Лермонтов в смирении и примирении нашел союз между подавленностью духа и стремительной полнозвучностью жизни. Можно подумать на первый взгляд, будто душа его вечно протестовала, навсегда сохранила болящую рану тревог и сомнений, не слилась в гармонию с жизнью. “Между тем, — писал литературный критик Ю. Айхенвальд, — завершающая успокоенность беспокойного поэта является психологическим фактом, и более тщательный разбор его произведений мог бы даже установить всю последовательность его переходов от демонизма к религиозности, от озлобления к прощению; при этом надо иметь в виду последовательность не столько хронологическую, сколько внутреннюю — вневременное развитие его живой личности”.
Есть люди, которые всю жизнь представляют собою непримиримое противоречие — Лермонтов же этим начал, но не этим кончил: “Луна тихо смотрела на беспокойную, но покорную ей стихию моря”, — читаем в “Герое нашего времени”, и эти слова могут быть отнесены к самому Лермонтову: беспокойна была его стихия, но, в конце концов, она покорилась Богу, небесам. У него всегда была потребность в молитве. Правда, когда он признавал ее только на вершине, в жилище орлов, и эта молитва была “грешной”, и было в ней больше упрека и бунта, чем просьбы, и казалось ему, что самый крест своими руками хочет схватить облака, сорвать звезды с небесного покрывала:
В теснине Кавказа я знаю скалу,
Туда долететь лишь степному орлу;
Но крест деревянный чернеет над ней,
Гниет он и гнется от бурь и дождей.
О, если б взойти удалось мне туда,
Как я бы молился и плакал тогда…
И после я сбросил бы цепь бытия,
И с бурею братом назвался бы я
Позже, в период духовных изменений, он смиряет свое душевное волнение и в небесах и на земле видит не демона, как раньше, а Бога, мир и отраду “вокруг палестинской ветки”; он возносит “сердца тихого моленья”.

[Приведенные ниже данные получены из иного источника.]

//! # M2X API Rust Client
//!
//! A Rust client for the AT&T M2X IoT platform, providing type-safe
//! configuration, a pluggable HTTP transport, and resource handles for the
//! M2X REST API.
//!
//! ## Overview
//!
//! This library provides:
//! - Type-safe configuration via [`M2XConfig`] and [`M2XConfigBuilder`]
//! - Validated newtypes for the API key and endpoint
//! - An async HTTP client, [`M2XClient`], that attaches the API key and
//!   default headers to every request
//! - A [`Transport`] trait so resource handles can run over any transport
//! - Generic [`Resource`] and [`MetadataResource`] handles
//! - Concrete [`Device`], [`Distribution`], [`Collection`], [`Key`] and
//!   [`Stream`] resources
//!
//! ## Quick Start
//!
//! ```rust
//! use m2x::{ApiKey, ApiVersion, M2XConfig};
//!
//! // Create configuration using the builder pattern
//! let config = M2XConfig::builder()
//!     .api_key(ApiKey::new("your-api-key").unwrap())
//!     .api_version(ApiVersion::latest())
//!     .build()
//!     .unwrap();
//! ```
//!
//! ## Working With Resources
//!
//! ```rust,ignore
//! use std::sync::Arc;
//! use m2x::{ApiKey, Device, M2XClient, M2XConfig};
//!
//! let config = M2XConfig::builder()
//!     .api_key(ApiKey::new("your-api-key")?)
//!     .build()?;
//! let client = Arc::new(M2XClient::new(&config)?);
//!
//! // GET /v2/devices/a1b2c3
//! let device = Device::new(Arc::clone(&client), "a1b2c3");
//! let response = device.details().await?;
//!
//! // PUT /v2/devices/a1b2c3/metadata/owner
//! device.update_metadata_field("owner", r#"{"value":"ops"}"#).await?;
//!
//! // POST /v2/devices/a1b2c3/streams/temperature/values
//! device
//!     .stream("temperature")
//!     .post_values(r#"{"values":[{"timestamp":"2024-01-01T00:00:00Z","value":21}]}"#)
//!     .await?;
//! ```
//!
//! ## Error Handling
//!
//! Configuration problems surface as [`ConfigError`] when the config is
//! built. Once a client exists, every resource call returns
//! `Result<HttpResponse, TransportError>`: an HTTP 4xx or 5xx is still an
//! `Ok` response, and callers inspect [`HttpResponse::status`] themselves.
//!
//! ## Design Principles
//!
//! - **No global state**: Configuration is instance-based and passed explicitly
//! - **Fail-fast validation**: All newtypes validate on construction
//! - **Thread-safe**: All types are `Send + Sync`
//! - **Async-first**: Designed for use with Tokio async runtime
//! - **No hidden retries**: One call is one round trip

pub mod clients;
pub mod config;
pub mod error;
pub mod rest;

// Re-export public types at crate root for convenience
pub use config::{ApiKey, ApiVersion, Endpoint, M2XConfig, M2XConfigBuilder};
pub use error::ConfigError;

// Re-export HTTP client types
pub use clients::{
    HttpMethod, HttpRequest, HttpRequestBuilder, HttpResponse, M2XClient, Transport,
    TransportError,
};

// Re-export resource types
pub use rest::resources::{Collection, Device, Distribution, Key, Stream};
pub use rest::{EntityPath, MetadataResource, Resource, ResourcePath};
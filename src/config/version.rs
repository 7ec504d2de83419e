//! M2X API version definitions.
//!
//! This module provides the [`ApiVersion`] enum for specifying which version
//! of the M2X API the client talks to. The version becomes the first path
//! segment after the endpoint (e.g. `https://api-m2x.att.com/v2`).

use crate::error::ConfigError;
use std::fmt;
use std::str::FromStr;

/// M2X API version.
///
/// # Example
///
/// ```rust
/// use m2x::ApiVersion;
///
/// let version = ApiVersion::latest();
/// assert_eq!(version, ApiVersion::V2);
///
/// let version: ApiVersion = "v2".parse().unwrap();
/// assert_eq!(version, ApiVersion::V2);
///
/// assert_eq!(format!("{}", ApiVersion::V2), "v2");
/// ```
#[derive(Clone, Debug, PartialEq, Eq, Hash)]
pub enum ApiVersion {
    /// API version 2.
    V2,
    /// Custom version segment for unreleased or staging versions.
    ///
    /// Constructed directly, the segment is only checked when the
    /// configuration is built. Prefer `"v3".parse()` to fail early.
    Custom(String),
}

impl ApiVersion {
    /// Returns the latest stable API version.
    #[must_use]
    pub const fn latest() -> Self {
        Self::V2
    }

    /// Returns the version as a path segment.
    #[must_use]
    pub fn as_str(&self) -> &str {
        match self {
            Self::V2 => "v2",
            Self::Custom(version) => version,
        }
    }

    /// Checks that the version is a single non-empty path segment.
    ///
    /// # Errors
    ///
    /// Returns [`ConfigError::InvalidApiVersion`] if the segment is empty or
    /// contains `/` or whitespace.
    pub fn validate(&self) -> Result<(), ConfigError> {
        let segment = self.as_str();
        if segment.is_empty() || segment.contains('/') || segment.chars().any(char::is_whitespace)
        {
            return Err(ConfigError::InvalidApiVersion {
                version: segment.to_string(),
            });
        }
        Ok(())
    }
}

impl Default for ApiVersion {
    fn default() -> Self {
        Self::latest()
    }
}

impl fmt::Display for ApiVersion {
    fn fmt(&self, f: &mut fmt::Formatter<'_>) -> fmt::Result {
        f.write_str(self.as_str())
    }
}

impl FromStr for ApiVersion {
    type Err = ConfigError;

    fn from_str(s: &str) -> Result<Self, Self::Err> {
        let trimmed = s.trim();
        if trimmed.eq_ignore_ascii_case("v2") {
            return Ok(Self::V2);
        }

        let version = Self::Custom(trimmed.to_string());
        version.validate().map_err(|_| ConfigError::InvalidApiVersion {
            version: s.to_string(),
        })?;
        Ok(version)
    }
}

Если вообще молитва и благословение, посылаемые миру, составляют одно из прекрасных человеческих зрелищ, то особенно высока молитва духа бунтующего, который искал бури, вел пламенную тяжбу с миром, “судился с Творцом”, но потом понял и принял жизнь в ее земной сущности.
Певец надменности и гордости, демон которого имел своей стихией собранье зол, Лермонтов проникся сердечностью, нравственной тишиной. — было ново и трогательно услышать из его уст, когда-то знавших один только “гордый ропот”, звуки ласковые и мягкие:
По небу полуночи ангел летел,
И тихую песню он пел;
И месяц, и звезды, и тучи толпой
Внимали той песне святой. …
С “грустью тайной и сердечной” пишет он теперь о бесцельности вражды, жалеет человека, напоминает ему, что “небо ясно”, что “под небом много места всем”. Противоречие крови и святыни остается, Лермонтов не может его разрешить, но, во всяком случае, то злое и надменное, что жило в творце и поклоннике “Демона”, улеглось, и, как в его стихотворении, — “пал на землю черный конь”. Это означало, что из двух бойцов, из двух разных по духу порывов его души, одолел тот, который был облечен в белый серебристый покров. Лермонтов просветленно примирился с божьим миром. Он освободил себя от презрения к людям и увидел то, что есть в них от Творца, что есть в них прекрасного.